[Start of Attachment]

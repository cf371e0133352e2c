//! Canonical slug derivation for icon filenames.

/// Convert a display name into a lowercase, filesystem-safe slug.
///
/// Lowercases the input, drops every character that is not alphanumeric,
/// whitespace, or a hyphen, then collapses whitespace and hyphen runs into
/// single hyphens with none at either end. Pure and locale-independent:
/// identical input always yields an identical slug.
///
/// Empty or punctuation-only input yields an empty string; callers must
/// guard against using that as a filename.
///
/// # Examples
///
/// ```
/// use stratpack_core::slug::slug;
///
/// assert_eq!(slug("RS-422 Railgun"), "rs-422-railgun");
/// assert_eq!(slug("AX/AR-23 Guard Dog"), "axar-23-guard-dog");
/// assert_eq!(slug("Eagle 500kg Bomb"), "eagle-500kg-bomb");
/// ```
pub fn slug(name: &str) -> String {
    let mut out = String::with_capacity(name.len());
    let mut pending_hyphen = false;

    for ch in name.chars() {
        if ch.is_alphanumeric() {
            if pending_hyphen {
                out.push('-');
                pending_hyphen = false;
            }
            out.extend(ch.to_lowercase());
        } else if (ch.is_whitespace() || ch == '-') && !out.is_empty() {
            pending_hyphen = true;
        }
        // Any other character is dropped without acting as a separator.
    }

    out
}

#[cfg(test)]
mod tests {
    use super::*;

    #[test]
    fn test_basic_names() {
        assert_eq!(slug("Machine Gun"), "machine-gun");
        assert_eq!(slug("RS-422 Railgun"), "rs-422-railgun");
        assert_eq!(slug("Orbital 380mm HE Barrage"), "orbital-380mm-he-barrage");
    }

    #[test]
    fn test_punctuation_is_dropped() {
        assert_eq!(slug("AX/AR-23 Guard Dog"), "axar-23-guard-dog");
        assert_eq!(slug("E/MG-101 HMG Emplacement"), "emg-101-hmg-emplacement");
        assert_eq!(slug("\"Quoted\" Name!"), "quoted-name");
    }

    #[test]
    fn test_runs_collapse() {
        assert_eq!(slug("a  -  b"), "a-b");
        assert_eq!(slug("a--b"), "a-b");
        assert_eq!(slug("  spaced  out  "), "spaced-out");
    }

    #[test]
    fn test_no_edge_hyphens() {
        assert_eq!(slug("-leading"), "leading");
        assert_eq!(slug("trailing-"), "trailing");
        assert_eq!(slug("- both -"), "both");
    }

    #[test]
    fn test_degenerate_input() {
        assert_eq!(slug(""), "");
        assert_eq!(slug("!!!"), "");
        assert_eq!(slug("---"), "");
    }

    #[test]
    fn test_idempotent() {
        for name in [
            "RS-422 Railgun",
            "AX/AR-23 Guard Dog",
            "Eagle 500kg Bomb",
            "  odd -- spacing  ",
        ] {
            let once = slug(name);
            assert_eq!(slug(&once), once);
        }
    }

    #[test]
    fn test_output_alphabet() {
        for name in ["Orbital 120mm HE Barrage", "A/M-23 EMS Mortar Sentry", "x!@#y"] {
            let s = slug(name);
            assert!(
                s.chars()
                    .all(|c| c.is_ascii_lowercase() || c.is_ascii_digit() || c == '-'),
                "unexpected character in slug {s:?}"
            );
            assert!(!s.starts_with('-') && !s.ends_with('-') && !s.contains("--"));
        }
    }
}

[End of Attachment]

REQUIREMENT
All of the records need to be returned exactly as they are.

RESULT OF THE TASK
repository cf371e0133352e2c
//! Canonical slug derivation for icon filenames.

/// Convert a display name into a lowercase, filesystem-safe slug.
///
/// Lowercases the input, drops every character that is not alphanumeric,
/// whitespace, or a hyphen, then collapses whitespace and hyphen runs into
/// single hyphens with none at either end. Pure and locale-independent:
/// identical input always yields an identical slug.
///
/// Empty or punctuation-only input yields an empty string; callers must
/// guard against using that as a filename.
///
/// # Examples
///
/// ```
/// use stratpack_core::slug::slug;
///
/// assert_eq!(slug("RS-422 Railgun"), "rs-422-railgun");
/// assert_eq!(slug("AX/AR-23 Guard Dog"), "axar-23-guard-dog");
/// assert_eq!(slug("Eagle 500kg Bomb"), "eagle-500kg-bomb");
/// ```
pub fn slug(name: &str) -> String {
    let mut out = String::with_capacity(name.len());
    let mut pending_hyphen = false;

    for ch in name.chars() {
        if ch.is_alphanumeric() {
            if pending_hyphen {
                out.push('-');
                pending_hyphen = false;
            }
            out.extend(ch.to_lowercase());
        } else if (ch.is_whitespace() || ch == '-') && !out.is_empty() {
            pending_hyphen = true;
        }
        // Any other character is dropped without acting as a separator.
    }

    out
}

#[cfg(test)]
mod tests {
    use super::*;

    #[test]
    fn test_basic_names() {
        assert_eq!(slug("Machine Gun"), "machine-gun");
        assert_eq!(slug("RS-422 Railgun"), "rs-422-railgun");
        assert_eq!(slug("Orbital 380mm HE Barrage"), "orbital-380mm-he-barrage");
    }

    #[test]
    fn test_punctuation_is_dropped() {
        assert_eq!(slug("AX/AR-23 Guard Dog"), "axar-23-guard-dog");
        assert_eq!(slug("E/MG-101 HMG Emplacement"), "emg-101-hmg-emplacement");
        assert_eq!(slug("\"Quoted\" Name!"), "quoted-name");
    }

    #[test]
    fn test_runs_collapse() {
        assert_eq!(slug("a  -  b"), "a-b");
        assert_eq!(slug("a--b"), "a-b");
        assert_eq!(slug("  spaced  out  "), "spaced-out");
    }

    #[test]
    fn test_no_edge_hyphens() {
        assert_eq!(slug("-leading"), "leading");
        assert_eq!(slug("trailing-"), "trailing");
        assert_eq!(slug("- both -"), "both");
    }

    #[test]
    fn test_degenerate_input() {
        assert_eq!(slug(""), "");
        assert_eq!(slug("!!!"), "");
        assert_eq!(slug("---"), "");
    }

    #[test]
    fn test_idempotent() {
        for name in [
            "RS-422 Railgun",
            "AX/AR-23 Guard Dog",
            "Eagle 500kg Bomb",
            "  odd -- spacing  ",
        ] {
            let once = slug(name);
            assert_eq!(slug(&once), once);
        }
    }

    #[test]
    fn test_output_alphabet() {
        for name in ["Orbital 120mm HE Barrage", "A/M-23 EMS Mortar Sentry", "x!@#y"] {
            let s = slug(name);
            assert!(
                s.chars()
                    .all(|c| c.is_ascii_lowercase() || c.is_ascii_digit() || c == '-'),
                "unexpected character in slug {s:?}"
            );
            assert!(!s.starts_with('-') && !s.ends_with('-') && !s.contains("--"));
        }
    }
}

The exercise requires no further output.